"Nożyczki"- Maksim Wolff
Dziś właśnie skończyłam czytać niezwykłą książkę „ Nożyczki”- Maksima Wolffa,
jest to moje pierwsze spotkanie z thrillerem erotycznym i tak
naprawdę nie do końca wiedziałam, czego mogę się po niej
spodziewać. Liczyłam na dużą dawkę emocji i ... przeniosłam
się do świata pożądania i perwersyjnych fantazji. Moje ciało
pokryła gęsia skórka, odczuwałam strach, współczucie, a przede
wszystkim wstręt do człowieka, który na pierwszy rzut oka jest
nieśmiały, cichy i oddany żonie.
z przypadkowo poznanym tirowcem. Mężczyzna wydaje się nieśmiały i niegroźny, jednak pod tą maską kryje się zupełnie inny człowiek. Czy Justynie spodoba się drugie oblicze towarzysza podróży? Jakie będą konsekwencje jej podążania za swoimi pragnieniami?
Mocny
thriller erotyczny dla dorosłych czytelników i jednocześnie bardzo
dobre studium rozwijającej się seksualności młodej kobiety
zderzonej z brutalną rzeczywistością.”
Autor jest miłośnikiem i opiekunem pszczół. Interesuje się genealogią, astronomią oraz numizmatyką. Lubi prozę Williama Whartona. Jest zawodowym kierowcą jeżdżącym po całej Europie.
Maksim
Wolff używa lekkiego i zrozumiałego języka, dzięki czemu książkę
czyta się bardzo szybko.
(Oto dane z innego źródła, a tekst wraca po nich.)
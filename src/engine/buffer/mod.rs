use std::io::{self, Read};
use std::sync::Arc;
use ringbuf::{
    traits::{Consumer, Observer, Producer, Split},
    CachingCons, CachingProd, HeapRb,
};

/// Fixed-size byte buffer reused for every chunk read from the source.
pub struct SampleBuffer {
    bytes: Box<[u8]>,
}

impl SampleBuffer {
    pub fn new(capacity: usize) -> Self {
        Self {
            bytes: vec![0u8; capacity].into_boxed_slice(),
        }
    }

    pub fn capacity(&self) -> usize {
        self.bytes.len()
    }

    /// Reads from `source` until the buffer is full or the input ends.
    /// Returns how many bytes were read; zero means end of input.
    pub fn fill_from<R: Read>(&mut self, source: &mut R) -> io::Result<usize> {
        let mut filled = 0;
        while filled < self.bytes.len() {
            match source.read(&mut self.bytes[filled..]) {
                Ok(0) => break,
                Ok(n) => filled += n,
                Err(e) if e.kind() == io::ErrorKind::Interrupted => continue,
                Err(e) => return Err(e),
            }
        }
        Ok(filled)
    }

    /// The first `len` bytes of the last fill.
    pub fn filled(&self, len: usize) -> &[u8] {
        &self.bytes[..len]
    }
}

/// Producer half of the sample queue. Fed by `write` on the caller's thread.
pub struct SampleProducer {
    inner: CachingProd<Arc<HeapRb<f32>>>,
}

/// Consumer half of the sample queue. Drained by the output callback.
pub struct SampleConsumer {
    inner: CachingCons<Arc<HeapRb<f32>>>,
}

impl SampleProducer {
    /// Pushes as many samples as fit. Returns the number pushed.
    pub fn push_slice(&mut self, samples: &[f32]) -> usize {
        self.inner.push_slice(samples)
    }

    pub fn vacant_len(&self) -> usize {
        self.inner.vacant_len()
    }
}

impl SampleConsumer {
    /// Returns None if the queue is empty.
    pub fn pop(&mut self) -> Option<f32> {
        self.inner.try_pop()
    }
}

/// Creates a sample queue holding up to `capacity` samples.
pub fn create_sample_queue(capacity: usize) -> (SampleProducer, SampleConsumer) {
    let rb = HeapRb::<f32>::new(capacity);
    let (prod, cons) = rb.split();
    (
        SampleProducer { inner: prod },
        SampleConsumer { inner: cons },
    )
}

#[cfg(test)]
mod tests {
    use super::*;
    use std::io::Cursor;

    /// Hands out at most `step` bytes per read.
    struct Trickle<'a> {
        data: &'a [u8],
        step: usize,
    }

    impl Read for Trickle<'_> {
        fn read(&mut self, buf: &mut [u8]) -> io::Result<usize> {
            let n = self.step.min(buf.len()).min(self.data.len());
            buf[..n].copy_from_slice(&self.data[..n]);
            self.data = &self.data[n..];
            Ok(n)
        }
    }

    #[test]
    fn fill_stops_at_capacity() {
        let mut buffer = SampleBuffer::new(4);
        let mut source = Cursor::new(vec![1u8, 2, 3, 4, 5, 6]);
        assert_eq!(buffer.fill_from(&mut source).unwrap(), 4);
        assert_eq!(buffer.filled(4), &[1, 2, 3, 4]);
        assert_eq!(buffer.fill_from(&mut source).unwrap(), 2);
        assert_eq!(buffer.filled(2), &[5, 6]);
        assert_eq!(buffer.fill_from(&mut source).unwrap(), 0);
    }

    #[test]
    fn fill_gathers_short_reads() {
        let data: Vec<u8> = (0..10).collect();
        let mut source = Trickle { data: &data, step: 3 };
        let mut buffer = SampleBuffer::new(8);
        assert_eq!(buffer.fill_from(&mut source).unwrap(), 8);
        assert_eq!(buffer.filled(8), &data[..8]);
    }

    #[test]
    fn queue_is_bounded_and_fifo() {
        let (mut producer, mut consumer) = create_sample_queue(3);
        assert_eq!(producer.push_slice(&[0.1, 0.2, 0.3, 0.4]), 3);
        assert_eq!(producer.vacant_len(), 0);
        assert_eq!(consumer.pop(), Some(0.1));
        assert_eq!(consumer.pop(), Some(0.2));
        assert_eq!(consumer.pop(), Some(0.3));
        assert_eq!(consumer.pop(), None);
    }
}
Stworzył zaskakującą fabułę, która
trzyma w napięciu, po czym delikatnie zwalnia, aby znowu wystrzelić,
by czytelnik poczuł prawdziwą grozę. Muszę przyznać, że udało
mu się mnie zmylić i zaskoczyć końcem powieści. Autor w
obrazowy sposób przedstawia sceny erotyczne, ale także potrafi
pokazać, jak pojedyncze zdarzenie wpływa na życie bohaterki
owładniętej chęcią spełnienia swojej fantazji i podążającej
prosto w przepaść, której nie zauważa. Pisarzowi udało się
stworzyć niepowtarzalnych bohaterów. Z jednej strony spełniają
swoje mroczne marzenia, a z drugiej pragną oddania i miłości.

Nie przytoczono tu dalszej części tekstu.